A young father holds a little boy on his lap. The boy’s arms are wrapped around his dad’s neck, the smooth skin of his face nuzzled against a stubbly cheek. In one hand, he holds a neon green car. The scab on his knee suggests there may have been tears a few days back. Now, they’re long forgotten. The boy throws his head back and giggles with glee. The dad’s grin and twinkling eyes reflect the same emotion. Then they both turn, staring at something in the distance. Though only the backs of their heads are visible at this point, they are tilted toward each other—man and boy still connected in the moment.
We are at Conservatory Water in Central Park watching model sailboats glide by. It’s a gorgeous summer day—sunny skies, puffy white clouds, a cool breeze. Sipping cappuccinos, we observe our surroundings, though my husband’s view comes via his new toy—a camera I gave him for Christmas. After a few moments, he pushes the camera in my direction to show me the display. He has captured the father and son at play in a series of shots.

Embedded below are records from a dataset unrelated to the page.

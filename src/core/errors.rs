use thiserror::Error;

#[derive(Error, Debug)]
pub enum MinuswordError {
    #[error("I/O error: {0}")]
    Io(Box<std::io::Error>),

    #[error("JSON error: {0}")]
    Json(#[from] serde_json::Error),

    #[error("Invalid exclusion pattern '{entry}': {source}")]
    InvalidPattern {
        entry: String,
        #[source]
        source: Box<regex::Error>,
    },

    #[error("No phrases to process")]
    EmptyInput,

    #[error("No group or phrase named '{0}'")]
    UnknownTarget(String),

    #[error("MinuswordError: {0}")]
    Custom(String),
}

impl From<std::io::Error> for MinuswordError {
    fn from(error: std::io::Error) -> Self {
        MinuswordError::Io(Box::new(error))
    }
}

impl MinuswordError {
    pub fn invalid_pattern(entry: &str, error: regex::Error) -> Self {
        MinuswordError::InvalidPattern { entry: entry.to_string(), source: Box::new(error) }
    }
}
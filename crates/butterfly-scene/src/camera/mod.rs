//! Viewpoint navigation between timepoint markers.
//!
//! The rig is a two-phase state machine (`Idle`/`Moving`) driven by an
//! external scheduling tick. It never assumes a particular scheduler:
//! callers invoke [`ViewpointRig::advance`] once per tick and read the
//! pose afterwards. A new navigation request while moving retargets the
//! in-flight motion; at most one target is authoritative at any time.

use butterfly_core::Timepoint;
use glam::Vec3;
use std::f32::consts::FRAC_PI_4;
use tracing::{debug, warn};

#[derive(Clone, Copy, Debug)]
pub struct ViewpointConfig {
    /// Exponential interpolation factor applied per tick.
    pub damping: f32,
    /// Distance below which the rig snaps to `Idle`, in scene units.
    pub arrival_epsilon: f32,
    /// Distance from the focused marker to the camera.
    pub orbit_radius: f32,
    /// Vertical lift of the orbit offset, as a fraction of the radius.
    pub orbit_lift: f32,
}

impl Default for ViewpointConfig {
    fn default() -> Self {
        Self {
            damping: 0.05,
            arrival_epsilon: 0.1,
            orbit_radius: 40.0,
            orbit_lift: 0.5,
        }
    }
}

/// Whether the viewpoint is currently in flight.
#[derive(Clone, Copy, Debug, PartialEq, Eq, Default)]
pub enum ViewpointPhase {
    #[default]
    Idle,
    Moving,
}

/// Directional navigation request.
#[derive(Clone, Copy, Debug, PartialEq, Eq)]
pub enum NavDirection {
    Prev,
    Next,
}

/// Camera position and look-at target, plus the in-flight goal.
pub struct ViewpointRig {
    config: ViewpointConfig,
    position: Vec3,
    look_at: Vec3,
    target_position: Vec3,
    target_look_at: Vec3,
    phase: ViewpointPhase,
    current_index: usize,
}

impl Default for ViewpointRig {
    fn default() -> Self {
        Self::new(ViewpointConfig::default())
    }
}

impl ViewpointRig {
    pub fn new(config: ViewpointConfig) -> Self {
        // Matches the initial camera pose: pulled back on z, looking at origin.
        let position = Vec3::new(0.0, 0.0, 30.0);
        Self {
            config,
            position,
            look_at: Vec3::ZERO,
            target_position: position,
            target_look_at: Vec3::ZERO,
            phase: ViewpointPhase::Idle,
            current_index: 0,
        }
    }

    #[inline]
    #[must_use]
    pub fn position(&self) -> Vec3 {
        self.position
    }

    #[inline]
    #[must_use]
    pub fn look_at(&self) -> Vec3 {
        self.look_at
    }

    #[inline]
    #[must_use]
    pub fn target_position(&self) -> Vec3 {
        self.target_position
    }

    #[inline]
    #[must_use]
    pub fn target_look_at(&self) -> Vec3 {
        self.target_look_at
    }

    #[inline]
    #[must_use]
    pub fn phase(&self) -> ViewpointPhase {
        self.phase
    }

    #[inline]
    #[must_use]
    pub fn is_moving(&self) -> bool {
        self.phase == ViewpointPhase::Moving
    }

    /// Index of the marker the rig is at or heading toward.
    #[inline]
    #[must_use]
    pub fn current_index(&self) -> usize {
        self.current_index
    }

    fn orbit_offset(&self) -> Vec3 {
        let radius = self.config.orbit_radius;
        Vec3::new(
            radius * FRAC_PI_4.cos(),
            radius * self.config.orbit_lift,
            radius * FRAC_PI_4.sin(),
        )
    }

    fn retarget(&mut self, index: usize, markers: &[Timepoint]) {
        let marker = &markers[index];
        self.target_look_at = marker.position;
        self.target_position = marker.position + self.orbit_offset();
        self.current_index = index;
        self.phase = ViewpointPhase::Moving;
        debug!(index, target = ?self.target_look_at, "viewpoint retargeted");
    }

    /// Navigate to the marker representing `months`. Logged no-op when the
    /// month is not a whole marker step, the index is out of range, or no
    /// markers exist yet.
    pub fn navigate_to_month(&mut self, months: u32, markers: &[Timepoint], months_per_marker: u32) {
        if markers.is_empty() {
            warn!("navigation requested before any timepoint markers exist");
            return;
        }
        if months_per_marker == 0 || !months.is_multiple_of(months_per_marker) {
            warn!(months, months_per_marker, "month is not a marker step; ignoring");
            return;
        }
        let index = (months / months_per_marker) as usize;
        if index >= markers.len() {
            warn!(months, index, markers = markers.len(), "month out of range; ignoring");
            return;
        }
        self.retarget(index, markers);
    }

    /// Move one marker forward or back, clamped to the batch bounds.
    pub fn navigate_relative(&mut self, direction: NavDirection, markers: &[Timepoint]) {
        if markers.is_empty() {
            warn!("navigation requested before any timepoint markers exist");
            return;
        }
        let next = match direction {
            NavDirection::Next if self.current_index + 1 < markers.len() => self.current_index + 1,
            NavDirection::Prev if self.current_index > 0 => self.current_index - 1,
            _ => {
                debug!(index = self.current_index, ?direction, "navigation at boundary");
                return;
            }
        };
        self.retarget(next, markers);
    }

    /// Reset to the first marker, re-triggering motion even when already
    /// parked there.
    pub fn start_at_first(&mut self, markers: &[Timepoint]) {
        if markers.is_empty() {
            warn!("cannot start timeline: no timepoint markers exist");
            return;
        }
        self.retarget(0, markers);
    }

    /// Apply one scheduling tick of exponential interpolation toward the
    /// target. Returns the phase after the tick; the flip to `Idle` is the
    /// renderer's cue to re-enable orbit interaction.
    pub fn advance(&mut self) -> ViewpointPhase {
        if self.phase == ViewpointPhase::Idle {
            return ViewpointPhase::Idle;
        }
        self.position = self.position.lerp(self.target_position, self.config.damping);
        self.look_at = self.look_at.lerp(self.target_look_at, self.config.damping);
        if self.position.distance(self.target_position) < self.config.arrival_epsilon
            && self.look_at.distance(self.target_look_at) < self.config.arrival_epsilon
        {
            self.phase = ViewpointPhase::Idle;
            debug!(index = self.current_index, "viewpoint reached target");
        }
        self.phase
    }
}

#[cfg(test)]
mod tests {
    use super::*;
    use butterfly_core::MarkerStats;

    fn markers(positions: &[Vec3]) -> Vec<Timepoint> {
        positions
            .iter()
            .enumerate()
            .map(|(index, &position)| Timepoint {
                index,
                month_offset: index as u32 * 3,
                position,
                stats: MarkerStats::default(),
            })
            .collect()
    }

    fn spread_markers(count: usize) -> Vec<Timepoint> {
        markers(
            &(0..count)
                .map(|i| Vec3::new(i as f32 * 10.0, 0.0, 0.0))
                .collect::<Vec<_>>(),
        )
    }

    #[test]
    fn prev_at_first_marker_is_a_no_op() {
        let batch = spread_markers(5);
        let mut rig = ViewpointRig::default();
        let target = rig.target_position();
        rig.navigate_relative(NavDirection::Prev, &batch);
        assert_eq!(rig.current_index(), 0);
        assert_eq!(rig.target_position(), target);
        assert!(!rig.is_moving());
    }

    #[test]
    fn next_at_last_marker_is_a_no_op() {
        let batch = spread_markers(3);
        let mut rig = ViewpointRig::default();
        rig.navigate_to_month(6, &batch, 3);
        assert_eq!(rig.current_index(), 2);
        let target = rig.target_position();
        rig.navigate_relative(NavDirection::Next, &batch);
        assert_eq!(rig.current_index(), 2);
        assert_eq!(rig.target_position(), target);
    }

    #[test]
    fn non_marker_month_is_rejected() {
        let batch = spread_markers(5);
        let mut rig = ViewpointRig::default();
        rig.navigate_to_month(7, &batch, 3);
        assert_eq!(rig.current_index(), 0);
        assert!(!rig.is_moving());
    }

    #[test]
    fn retarget_while_moving_replaces_the_goal() {
        let batch = spread_markers(5);
        let mut rig = ViewpointRig::default();
        rig.navigate_to_month(3, &batch, 3);
        for _ in 0..4 {
            rig.advance();
        }
        assert!(rig.is_moving());
        rig.navigate_to_month(12, &batch, 3);
        assert_eq!(rig.current_index(), 4);
        assert_eq!(rig.target_look_at(), batch[4].position);
    }

    #[test]
    fn start_at_first_retriggers_motion_when_already_there() {
        let batch = spread_markers(5);
        let mut rig = ViewpointRig::default();
        rig.start_at_first(&batch);
        while rig.advance() == ViewpointPhase::Moving {}
        assert!(!rig.is_moving());
        rig.start_at_first(&batch);
        assert!(rig.is_moving());
    }

    #[test]
    fn advance_converges_without_overshoot() {
        let batch = spread_markers(5);
        let mut rig = ViewpointRig::default();
        rig.navigate_to_month(12, &batch, 3);

        let mut last_pos = rig.position().distance(rig.target_position());
        let mut last_look = rig.look_at().distance(rig.target_look_at());
        let mut ticks = 0;
        while rig.advance() == ViewpointPhase::Moving {
            let pos = rig.position().distance(rig.target_position());
            let look = rig.look_at().distance(rig.target_look_at());
            assert!(pos < last_pos, "position distance must shrink every tick");
            assert!(look <= last_look, "look-at distance must not grow");
            last_pos = pos;
            last_look = look;
            ticks += 1;
            assert!(ticks < 500, "convergence must be bounded");
        }
        assert!(rig.position().distance(rig.target_position()) < 0.1);
        assert!(rig.look_at().distance(rig.target_look_at()) < 0.1);
        assert!(!rig.is_moving());
    }

    #[test]
    fn empty_marker_set_is_a_logged_no_op() {
        let mut rig = ViewpointRig::default();
        rig.start_at_first(&[]);
        rig.navigate_to_month(0, &[], 3);
        rig.navigate_relative(NavDirection::Next, &[]);
        assert!(!rig.is_moving());
    }
}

Since his renewed passion for photography, we have talked about the ethics of street photography. Two new friends in the neighborhood we moved to last year are professional photographers. They’ve shared their wisdom and experiences. Sometimes, I still feel conflicted, especially when I see prints of people hanging on a wall in an exhibit or restaurant. Maybe it’s different now that people in this selfie era post photos of themselves everywhere. But I’m not sure I’d be comfortable coming face-to-face with myself while eating in a restaurant.
The father and son are oblivious to everything around them. They’re laughing, staring into each other’s eyes with joy, and hugging. It’s a beautiful scene. When my husband shows me the photos, I am deeply moved. We each have a grown son from a previous relationship. We’ve experienced moments like this. But these are spontaneous, unposed shots you could never get of yourself with your child. An image comes to mind—the boy-turned-man one day looking at these photos, stunned by the powerful love his dad obviously feels for him.

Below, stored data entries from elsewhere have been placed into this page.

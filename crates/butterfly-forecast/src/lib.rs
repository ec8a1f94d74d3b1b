//! Remote forecast client.
//!
//! The collaborator accepts the three current parameters and answers with
//! a sparse JSON map from month offset to predicted parameter triples.
//! Responses are parsed tolerantly: malformed or partial entries are
//! skipped with a warning and never abort the whole merge. Late responses
//! are fenced off by [`ForecastExchange`] tickets (last request wins).

use butterfly_core::{Forecast, ForecastEntry, Parameters};
use serde::Serialize;
use serde_json::Value;
use std::sync::atomic::{AtomicU64, Ordering};
use std::time::Duration;
use thiserror::Error;
use tracing::{debug, warn};

/// Default wall-clock budget for one forecast request.
pub const DEFAULT_TIMEOUT: Duration = Duration::from_secs(10);

/// Errors raised by the forecast client. All are soft failures: the
/// caller keeps displaying the synthetic timeline.
#[derive(Debug, Error)]
pub enum ForecastError {
    #[error("forecast request timed out")]
    Timeout,
    #[error("forecast request failed: {0}")]
    Http(reqwest::Error),
    #[error("forecast response is not a JSON object")]
    MalformedResponse,
}

impl From<reqwest::Error> for ForecastError {
    fn from(err: reqwest::Error) -> Self {
        if err.is_timeout() {
            Self::Timeout
        } else {
            Self::Http(err)
        }
    }
}

/// Wire payload sent to the forecast service.
#[derive(Debug, Clone, Copy, Serialize)]
struct ForecastRequest {
    inflation_rate: f32,
    interest_rate: f32,
    gdp_growth_rate: f32,
}

impl From<&Parameters> for ForecastRequest {
    fn from(params: &Parameters) -> Self {
        Self {
            inflation_rate: params.inflation_rate,
            interest_rate: params.interest_rate,
            gdp_growth_rate: params.gdp_growth_rate,
        }
    }
}

/// HTTP client for the forecast collaborator.
pub struct ForecastClient {
    client: reqwest::Client,
    endpoint: String,
}

impl ForecastClient {
    /// Build a client with an explicit request timeout.
    pub fn new(endpoint: impl Into<String>, timeout: Duration) -> Result<Self, ForecastError> {
        let client = reqwest::Client::builder().timeout(timeout).build()?;
        Ok(Self {
            client,
            endpoint: endpoint.into(),
        })
    }

    /// Request a forecast for the supplied parameters.
    pub async fn fetch(&self, params: &Parameters) -> Result<Forecast, ForecastError> {
        let request = ForecastRequest::from(params);
        debug!(endpoint = %self.endpoint, ?request, "requesting forecast");
        let value: Value = self
            .client
            .post(&self.endpoint)
            .json(&request)
            .send()
            .await?
            .error_for_status()?
            .json()
            .await?;
        parse_forecast(&value)
    }
}

/// Parse a forecast response body.
///
/// The top level must be a JSON object; beyond that, any entry that is
/// not a `month -> {three finite numbers}` pair is dropped with a
/// warning. Bounds validation happens later, field by field, during the
/// timeline merge.
pub fn parse_forecast(value: &Value) -> Result<Forecast, ForecastError> {
    let Some(map) = value.as_object() else {
        return Err(ForecastError::MalformedResponse);
    };

    let mut forecast = Forecast::new();
    for (key, entry) in map {
        let Ok(month_offset) = key.parse::<u32>() else {
            warn!(key, "forecast key is not a month offset; skipping entry");
            continue;
        };
        let Some(entry) = parse_entry(entry) else {
            warn!(month_offset, "malformed forecast entry; skipping");
            continue;
        };
        forecast.insert(month_offset, entry);
    }
    Ok(forecast)
}

fn parse_entry(value: &Value) -> Option<ForecastEntry> {
    let field = |name: &str| {
        value
            .get(name)
            .and_then(Value::as_f64)
            .map(|v| v as f32)
            .filter(|v| v.is_finite())
    };
    Some(ForecastEntry {
        inflation_rate: field("inflation_rate")?,
        interest_rate: field("interest_rate")?,
        gdp_growth_rate: field("gdp_growth_rate")?,
    })
}

/// Last-request-wins fence for in-flight forecasts.
///
/// `issue` stamps a new request; `accept` is true only for the newest
/// ticket, so a response that arrives after a newer request was issued
/// becomes a logged no-op.
#[derive(Debug, Default)]
pub struct ForecastExchange {
    latest: AtomicU64,
}

impl ForecastExchange {
    /// Stamp a new outgoing request.
    pub fn issue(&self) -> u64 {
        self.latest.fetch_add(1, Ordering::SeqCst) + 1
    }

    /// Whether a completed request is still the authoritative one.
    #[must_use]
    pub fn accept(&self, ticket: u64) -> bool {
        self.latest.load(Ordering::SeqCst) == ticket
    }
}
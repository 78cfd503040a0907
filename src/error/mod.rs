// Error types for the timing point generator
//
// This module defines custom error types for audio loading and grid
// reconciliation, providing structured error handling with numeric codes
// that the CLI reports alongside the message.

mod audio;
mod timing;

pub use audio::{log_audio_error, AudioError, AudioErrorCodes};
pub use timing::{log_timing_error, TimingError, TimingErrorCodes};

/// Error codes for structured error reporting
///
/// This trait provides a standard way to get error codes and messages
/// from custom error types, enabling consistent error reporting across
/// the library and the command-line front end.
pub trait ErrorCode {
    /// Get the numeric error code
    fn code(&self) -> i32;

    /// Get the human-readable error message
    fn message(&self) -> String;
}
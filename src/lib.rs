// Beatgrid Timing Core
// Offline timing-point generation: onset detection, tempo/anchor seeding and
// drift/jump reconciliation of a beat grid against the detected onsets

// Module declarations
pub mod analysis;
pub mod audio;
pub mod config;
pub mod error;
pub mod grid;
pub mod report;
pub mod stats;
pub mod testing;

// Re-exports for convenience
pub use analysis::{analyze_samples, AnalysisReport};
pub use config::{AppConfig, GapRejectPolicy, TimingConfig};
pub use grid::{generate_timing_points, OnsetSet, TimingPoint, TimingResult};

I suggest that my husband offer the photos to the man. He isn’t sure. I understand. Would the man feel we intruded on their moment? Would he find it creepy?
Nevertheless, as the man and his son slowly walk away, my heart beats a tad faster and my leg jiggles up and down. I can’t let them disappear without a souvenir of their special day in the park. After clearing it with my husband, I hurry after them, a bit nervous about what the man’s reaction will be.

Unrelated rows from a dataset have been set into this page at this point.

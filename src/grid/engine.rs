//! Grid engine - beat-by-beat reconciliation loop
//!
//! Owns every piece of mutable state (grid, rolling window, persistence
//! counters, output) for the duration of one pass. Each beat:
//!
//! 1. query the onset matcher at the current grid time
//! 2. push the signed error into the rolling window if an onset matched
//! 3. run the classifier (once enough beats have matched)
//! 4. on a sustained drift/jump, try to emit a timing point, which re-anchors
//!    the grid and clears the window + counters
//! 5. advance to the next beat
//!
//! The loop stops past the audio duration or once `max_points` is reached.

use serde::Serialize;

use super::classifier::{Action, DriftJumpClassifier, Evaluation};
use super::emitter::TimingPointEmitter;
use super::matcher::OnsetMatcher;
use super::phase::{choose_best_phase, PhaseSelection};
use super::window::RollingWindow;
use super::{GridState, OnsetSet, TimingPoint, FALLBACK_BPM};
use crate::config::{GapRejectPolicy, TimingConfig};
use crate::error::TimingError;

/// Proposed intervals at or below this are rejected instead of divided by
const MIN_INTERVAL_S: f64 = 1e-4;

/// Counters describing one engine pass
#[derive(Debug, Clone, Copy, Default, PartialEq, Eq, Serialize)]
pub struct EngineStats {
    /// Grid beats visited by the loop
    pub beats_visited: u64,
    /// Beats that found an onset inside the match window
    pub beats_matched: u64,
    /// Classifier evaluations (beats with a full enough window)
    pub evaluations: u64,
    /// Timing points emitted for a tempo change
    pub drift_points: u64,
    /// Timing points emitted for a phase reset
    pub jump_points: u64,
    /// Actions that were due but landed too close to the previous point
    pub gap_rejections: u64,
}

/// Output of [`generate_timing_points`]
#[derive(Debug, Clone, PartialEq)]
pub struct TimingResult {
    /// Ordered timing points; the first one is the refined seed
    pub points: Vec<TimingPoint>,
    /// Seed tempo actually used (after the fallback for degenerate seeds)
    pub seed_bpm: f64,
    /// Tempo of the grid when the loop stopped
    pub final_bpm: f64,
    /// Phase selection applied to the seed anchor
    pub phase: PhaseSelection,
    pub stats: EngineStats,
}

/// Replace a non-finite or non-positive seed tempo with [`FALLBACK_BPM`]
pub fn effective_seed_bpm(seed_bpm: f64) -> f64 {
    if seed_bpm.is_finite() && seed_bpm > 1e-6 {
        seed_bpm
    } else {
        log::warn!(
            "[GridEngine] Seed BPM {} is unusable; falling back to {}",
            seed_bpm,
            FALLBACK_BPM
        );
        FALLBACK_BPM
    }
}

/// Generate a minimal list of timing points for an onset set
///
/// # Arguments
/// * `onsets` - Detected onsets (seconds, ascending)
/// * `seed_bpm` - Initial tempo estimate; degenerate values fall back to 120
/// * `seed_anchor` - Initial beat-zero time (seconds); may be negative
/// * `duration` - Audio duration (seconds); the loop stops past it
/// * `config` - Reconciliation thresholds
///
/// # Errors
/// `TimingError` if the configuration is invalid, the duration is negative
/// or not finite, or the anchor is not finite.
pub fn generate_timing_points(
    onsets: &OnsetSet,
    seed_bpm: f64,
    seed_anchor: f64,
    duration: f64,
    config: &TimingConfig,
) -> Result<TimingResult, TimingError> {
    config.validate()?;
    if !duration.is_finite() || duration < 0.0 {
        return Err(TimingError::InvalidDuration { duration });
    }
    if !seed_anchor.is_finite() {
        return Err(TimingError::InvalidAnchor {
            anchor: seed_anchor,
        });
    }

    let seed_bpm = effective_seed_bpm(seed_bpm);
    if 2.0 * config.match_window_s() >= 60.0 / seed_bpm {
        log::warn!(
            "[GridEngine] Match window {:.0}ms spans half a beat at {:.2} BPM; neighbouring beats can claim the same onset",
            config.match_window_ms,
            seed_bpm
        );
    }
    let phase = choose_best_phase(
        seed_anchor,
        60.0 / seed_bpm,
        onsets,
        config.match_window_s(),
        config.phase_search_seconds,
        config.phase_divisions,
    );
    tracing::debug!(
        "[GridEngine] Seed {:.2} BPM, anchor {:.4}s -> phase-refined anchor {:.4}s (division {:?}, {} matches)",
        seed_bpm,
        seed_anchor,
        phase.anchor,
        phase.division,
        phase.matches
    );

    let mut engine = GridEngine::new(onsets, seed_bpm, phase.anchor, config);
    engine.run(duration);

    let final_bpm = engine.grid.bpm();
    let stats = engine.stats;
    let points = engine.emitter.into_points();
    tracing::debug!(
        "[GridEngine] {} timing points ({} drift, {} jump); {}/{} beats matched, {} evaluations, {} gap rejections",
        points.len(),
        stats.drift_points,
        stats.jump_points,
        stats.beats_matched,
        stats.beats_visited,
        stats.evaluations,
        stats.gap_rejections
    );

    Ok(TimingResult {
        points,
        seed_bpm,
        final_bpm,
        phase,
        stats,
    })
}

struct GridEngine<'a> {
    grid: GridState,
    matcher: OnsetMatcher<'a>,
    window: RollingWindow,
    classifier: DriftJumpClassifier,
    emitter: TimingPointEmitter,
    bpm_min_change: f64,
    gap_reject_policy: GapRejectPolicy,
    stats: EngineStats,
}

impl<'a> GridEngine<'a> {
    fn new(onsets: &'a OnsetSet, bpm: f64, anchor: f64, config: &TimingConfig) -> Self {
        Self {
            grid: GridState::new(bpm, anchor),
            matcher: OnsetMatcher::new(onsets.as_slice(), config.match_window_s()),
            window: RollingWindow::with_capacity(config.window_capacity()),
            classifier: DriftJumpClassifier::new(config),
            emitter: TimingPointEmitter::new(
                TimingPoint { time: anchor, bpm },
                config.min_gap_ms,
                config.max_points,
            ),
            bpm_min_change: config.bpm_min_change,
            gap_reject_policy: config.gap_reject_policy,
            stats: EngineStats::default(),
        }
    }

    fn run(&mut self, duration: f64) {
        self.grid.skip_negative_beats();
        while self.grid.current_time() <= duration && !self.emitter.is_full() {
            self.step();
            self.grid.advance();
        }
    }

    fn step(&mut self) {
        let t = self.grid.current_time();
        self.stats.beats_visited += 1;

        let matched = self.matcher.find(t);
        if let Some(onset) = matched {
            self.window.push(self.grid.beat_index(), onset - t);
            self.stats.beats_matched += 1;
        }

        let Some((evaluation, action)) = self.classifier.evaluate(&self.window) else {
            return;
        };
        self.stats.evaluations += 1;

        match action {
            Action::Hold => {}
            Action::Drift => self.try_drift(t, matched, &evaluation),
            Action::Jump => self.try_jump(t, matched, &evaluation),
        }
    }

    /// Anchor for a new point: this beat's onset, else the grid shifted by the median error
    fn candidate_anchor(t: f64, matched: Option<f64>, evaluation: &Evaluation) -> f64 {
        matched.unwrap_or(t + evaluation.median_error_s)
    }

    fn try_drift(&mut self, t: f64, matched: Option<f64>, evaluation: &Evaluation) {
        let new_interval = self.grid.interval() + evaluation.slope_s_per_beat;
        if new_interval <= MIN_INTERVAL_S {
            tracing::debug!(
                "[GridEngine] Drift at {:.3}s proposes a degenerate interval ({:.6}s); ignored",
                t,
                new_interval
            );
            return;
        }
        let new_bpm = 60.0 / new_interval;
        if !new_bpm.is_finite() || (new_bpm - self.grid.bpm()).abs() < self.bpm_min_change {
            return;
        }

        let anchor = Self::candidate_anchor(t, matched, evaluation);
        if !self.emitter.emit(anchor, new_bpm) {
            self.reject_gap(anchor);
            return;
        }

        tracing::info!(
            "[GridEngine] Tempo change at {:.3}s: {:.2} -> {:.2} BPM (slope {:.3}ms/beat)",
            anchor,
            self.grid.bpm(),
            new_bpm,
            evaluation.slope_ms_per_beat()
        );
        self.grid.retempo(new_bpm, anchor);
        self.stats.drift_points += 1;
        self.clear_evidence();
    }

    fn try_jump(&mut self, t: f64, matched: Option<f64>, evaluation: &Evaluation) {
        let anchor = Self::candidate_anchor(t, matched, evaluation);
        let bpm = self.grid.bpm();
        if !self.emitter.emit(anchor, bpm) {
            self.reject_gap(anchor);
            return;
        }

        tracing::info!(
            "[GridEngine] Offset reset at {:.3}s (median error {:.2}ms, {:.2} BPM kept)",
            anchor,
            evaluation.median_error_ms(),
            bpm
        );
        self.grid.re_anchor(anchor);
        self.stats.jump_points += 1;
        self.clear_evidence();
    }

    fn reject_gap(&mut self, anchor: f64) {
        self.stats.gap_rejections += 1;
        tracing::trace!(
            "[GridEngine] Candidate anchor {:.3}s within {:.3}s of previous point; not emitted",
            anchor,
            anchor - self.emitter.last_time()
        );
        if self.gap_reject_policy == GapRejectPolicy::Reset {
            self.classifier.reset();
        }
    }

    fn clear_evidence(&mut self) {
        self.window.clear();
        self.classifier.reset();
    }
}

#[cfg(test)]
#[path = "engine_tests.rs"]
mod tests;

I tell him he and his son brought back fond memories of our own children. I hesitate before telling him my husband has captured some beautiful photos, and if he would like them, he can contact us. As I hold out my husband’s business card, I wait for him to demand we delete the photos. Instead, he takes the card and thanks me. Before we’ve left the park, he has already emailed us.
Later that night, my husband enhances and sends the photos, mentioning that while some of them aren’t perfect in a photographic sense, he is still sending all of them because they capture their emotions so well.
This morning, we awaken to an email: “They are all great! Thanks for sharing. It is impossible for me to capture these moments myself so I really appreciate you guys reaching out.”
Exactly what I thought as we sat on a bench pondering what to do. I admit I got a bit teary-eyed by his response. I still haven’t decided where I fall in the street photography ethics debate, but I’m glad this story has a happy ending.